▸ Exercise objective:
Copy out all the lines of the data that hold the word "geometry".

*** Data records ***

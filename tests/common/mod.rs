//! Synthetic events: primary helices from the nominal vertex, sampled on every pad row they
//! cross, optionally smeared.
#![allow(dead_code)]

use std::f64::consts::PI;

use rand::rngs::StdRng;
use rand::{Rng, SeedableRng};
use rand_distr::{Distribution, Normal};

use tpctrack::geometry::DetectorGeometry;
use tpctrack::{Cluster, ClusterKind};

/// A charged particle leaving the origin.
#[derive(Debug, Clone, Copy)]
pub struct Particle {
    /// Global azimuth of the initial direction
    pub phi0: f64,
    /// Signed curvature, 1/cm
    pub curvature: f64,
    pub tgl: f64,
    pub z0: f64,
    pub label: i32,
}

/// Position smearing and charge of the generated clusters.
#[derive(Debug, Clone, Copy)]
pub struct Smearing {
    pub sigma_y: f64,
    pub sigma_z: f64,
    pub q_max: f64,
    pub q_max_spread: f64,
}

impl Smearing {
    pub const NONE: Smearing = Smearing {
        sigma_y: 0.0,
        sigma_z: 0.0,
        q_max: 40.0,
        q_max_spread: 0.0,
    };

    pub const REALISTIC: Smearing = Smearing {
        sigma_y: 0.03,
        sigma_z: 0.03,
        q_max: 40.0,
        q_max_spread: 6.0,
    };
}

/// Crossing of a particle with pad `row` of `sector`, in the sector frame.
///
/// Uses `snp(x) = C·x + sin ψ0` and `y(x) = (cos ψ0 − cos ψ(x)) / C` on the outgoing branch.
fn crossing(
    geometry: &DetectorGeometry,
    p: &Particle,
    sector: usize,
    row: usize,
) -> Option<(f64, f64)> {
    let psi0 = p.phi0 - geometry.sector_alpha(sector);
    let (s0, c0) = psi0.sin_cos();
    if c0 <= 0.0 {
        return None;
    }
    let x = geometry.radius(row);
    let c = p.curvature;
    let snp = c * x + s0;
    if snp.abs() >= 0.99 {
        return None;
    }
    let y = (c0 - (1.0 - snp * snp).sqrt()) / c;
    if y.abs() > geometry.max_y(row) {
        return None;
    }
    let z = p.z0 + p.tgl * (snp.asin() - s0.asin()) / c;
    Some((y, z))
}

/// Clusters left by `particle`, one per crossed row.
pub fn particle_clusters(
    geometry: &DetectorGeometry,
    particle: &Particle,
    smearing: &Smearing,
    rng: &mut StdRng,
) -> Vec<Cluster> {
    let dy = Normal::new(0.0, smearing.sigma_y.max(1e-12)).unwrap();
    let dz = Normal::new(0.0, smearing.sigma_z.max(1e-12)).unwrap();
    let dq = Normal::new(smearing.q_max, smearing.q_max_spread.max(1e-12)).unwrap();

    let mut out = Vec::new();
    for row in 0..geometry.n_rows() {
        let Some((sector, (y, z))) = (0..geometry.n_sectors())
            .find_map(|s| crossing(geometry, particle, s, row).map(|hit| (s, hit)))
        else {
            continue;
        };
        if geometry.in_dead_zone(row, y) || !geometry.in_acceptance(row, z) {
            continue;
        }
        let (y, z) = if smearing.sigma_y > 0.0 {
            (y + dy.sample(rng), z + dz.sample(rng))
        } else {
            (y, z)
        };
        let q_max: f64 = if smearing.q_max_spread > 0.0 {
            dq.sample(rng).max(6.0)
        } else {
            smearing.q_max
        };
        out.push(
            Cluster::new(sector as u16, row as u16, y, z)
                .with_charge(5.0 * q_max, q_max)
                .with_kind(ClusterKind::Isolated)
                .with_label(particle.label),
        );
    }
    out
}

/// `n` primaries with uniform azimuth, `|C|` in `[2e-4, max_curvature]` and `|tgl| < 0.8`.
pub fn random_particles(n: usize, max_curvature: f64, rng: &mut StdRng) -> Vec<Particle> {
    (0..n)
        .map(|label| {
            let sign = if rng.gen_bool(0.5) { 1.0 } else { -1.0 };
            Particle {
                phi0: rng.gen_range(-PI..PI),
                curvature: sign * rng.gen_range(2e-4..max_curvature),
                tgl: rng.gen_range(-0.8..0.8),
                z0: 0.0,
                label: label as i32,
            }
        })
        .collect()
}

/// A full event of `n` primaries, clusters grouped by particle.
pub fn synthetic_event(
    geometry: &DetectorGeometry,
    n: usize,
    smearing: &Smearing,
    seed: u64,
) -> (Vec<Particle>, Vec<Cluster>) {
    let mut rng = StdRng::seed_from_u64(seed);
    let particles = random_particles(n, 0.004, &mut rng);
    let clusters = particles
        .iter()
        .flat_map(|p| particle_clusters(geometry, p, smearing, &mut rng))
        .collect();
    (particles, clusters)
}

*** End of Data records ***

▸ Task response:
use tpctrack::geometry::DetectorGeometry;
    geometry: &DetectorGeometry,
    let psi0 = p.phi0 - geometry.sector_alpha(sector);
    let x = geometry.radius(row);
    if y.abs() > geometry.max_y(row) {
    geometry: &DetectorGeometry,
    for row in 0..geometry.n_rows() {
        let Some((sector, (y, z))) = (0..geometry.n_sectors())
            .find_map(|s| crossing(geometry, particle, s, row).map(|hit| (s, hit)))
        if geometry.in_dead_zone(row, y) || !geometry.in_acceptance(row, z) {
    geometry: &DetectorGeometry,
        .flat_map(|p| particle_clusters(geometry, p, smearing, &mut rng))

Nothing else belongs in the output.